### EXERCISE GOAL
Could you return each line below without altering a word?

### THE INPUT
BEGIN
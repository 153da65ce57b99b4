//! Fetching one message and saving its attachments.

use log::{debug, error};

use super::client::MailConnection;
use super::error::{EmailError, Result};
use super::mime::decode_message;
use crate::storage::{AttachmentStore, SavedAttachment};

/// An attachment that could not be saved.
#[derive(Debug)]
pub struct FailedAttachment {
    pub filename: String,
    pub error: EmailError,
}

/// Outcome of saving every attachment of a message, in extraction order.
#[derive(Debug, Default)]
pub struct AttachmentReport {
    pub saved: Vec<SavedAttachment>,
    pub failed: Vec<FailedAttachment>,
}

impl AttachmentReport {
    pub fn is_empty(&self) -> bool {
        self.saved.is_empty() && self.failed.is_empty()
    }
}

/// Fetches message `id` from `folder` and persists its attachments.
///
/// A missing message fails before anything is written. Each attachment is
/// saved independently; one failure does not stop the others.
pub async fn get_attachments(
    connection: &mut dyn MailConnection,
    store: &AttachmentStore,
    id: &str,
    folder: &str,
) -> Result<AttachmentReport> {
    connection.select(folder).await?;

    let raw = connection
        .fetch(id)
        .await?
        .ok_or_else(|| EmailError::MessageNotFound {
            id: id.to_string(),
            folder: folder.to_string(),
        })?;
    let message = decode_message(id, &raw)?;

    let mut report = AttachmentReport::default();
    if !message.has_attachment() {
        debug!("Message {} has no attachments", id);
        return Ok(report);
    }

    for record in message.attachments() {
        match store.persist(&record) {
            Ok(saved) => report.saved.push(saved),
            Err(e) => {
                error!(
                    "Failed to save attachment '{}' from message {}: {}",
                    record.filename, id, e
                );
                report.failed.push(FailedAttachment {
                    filename: record.filename,
                    error: e,
                });
            }
        }
    }

    debug!(
        "Message {}: {} attachments saved, {} failed",
        id,
        report.saved.len(),
        report.failed.len()
    );
    Ok(report)
}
END
### EXERCISE SOLUTION
repository 153da65ce57b99b4
//! Fetching one message and saving its attachments.

use log::{debug, error};

use super::client::MailConnection;
use super::error::{EmailError, Result};
use super::mime::decode_message;
use crate::storage::{AttachmentStore, SavedAttachment};

/// An attachment that could not be saved.
#[derive(Debug)]
pub struct FailedAttachment {
    pub filename: String,
    pub error: EmailError,
}

/// Outcome of saving every attachment of a message, in extraction order.
#[derive(Debug, Default)]
pub struct AttachmentReport {
    pub saved: Vec<SavedAttachment>,
    pub failed: Vec<FailedAttachment>,
}

impl AttachmentReport {
    pub fn is_empty(&self) -> bool {
        self.saved.is_empty() && self.failed.is_empty()
    }
}

/// Fetches message `id` from `folder` and persists its attachments.
///
/// A missing message fails before anything is written. Each attachment is
/// saved independently; one failure does not stop the others.
pub async fn get_attachments(
    connection: &mut dyn MailConnection,
    store: &AttachmentStore,
    id: &str,
    folder: &str,
) -> Result<AttachmentReport> {
    connection.select(folder).await?;

    let raw = connection
        .fetch(id)
        .await?
        .ok_or_else(|| EmailError::MessageNotFound {
            id: id.to_string(),
            folder: folder.to_string(),
        })?;
    let message = decode_message(id, &raw)?;

    let mut report = AttachmentReport::default();
    if !message.has_attachment() {
        debug!("Message {} has no attachments", id);
        return Ok(report);
    }

    for record in message.attachments() {
        match store.persist(&record) {
            Ok(saved) => report.saved.push(saved),
            Err(e) => {
                error!(
                    "Failed to save attachment '{}' from message {}: {}",
                    record.filename, id, e
                );
                report.failed.push(FailedAttachment {
                    filename: record.filename,
                    error: e,
                });
            }
        }
    }

    debug!(
        "Message {}: {} attachments saved, {} failed",
        id,
        report.saved.len(),
        report.failed.len()
    );
    Ok(report)
}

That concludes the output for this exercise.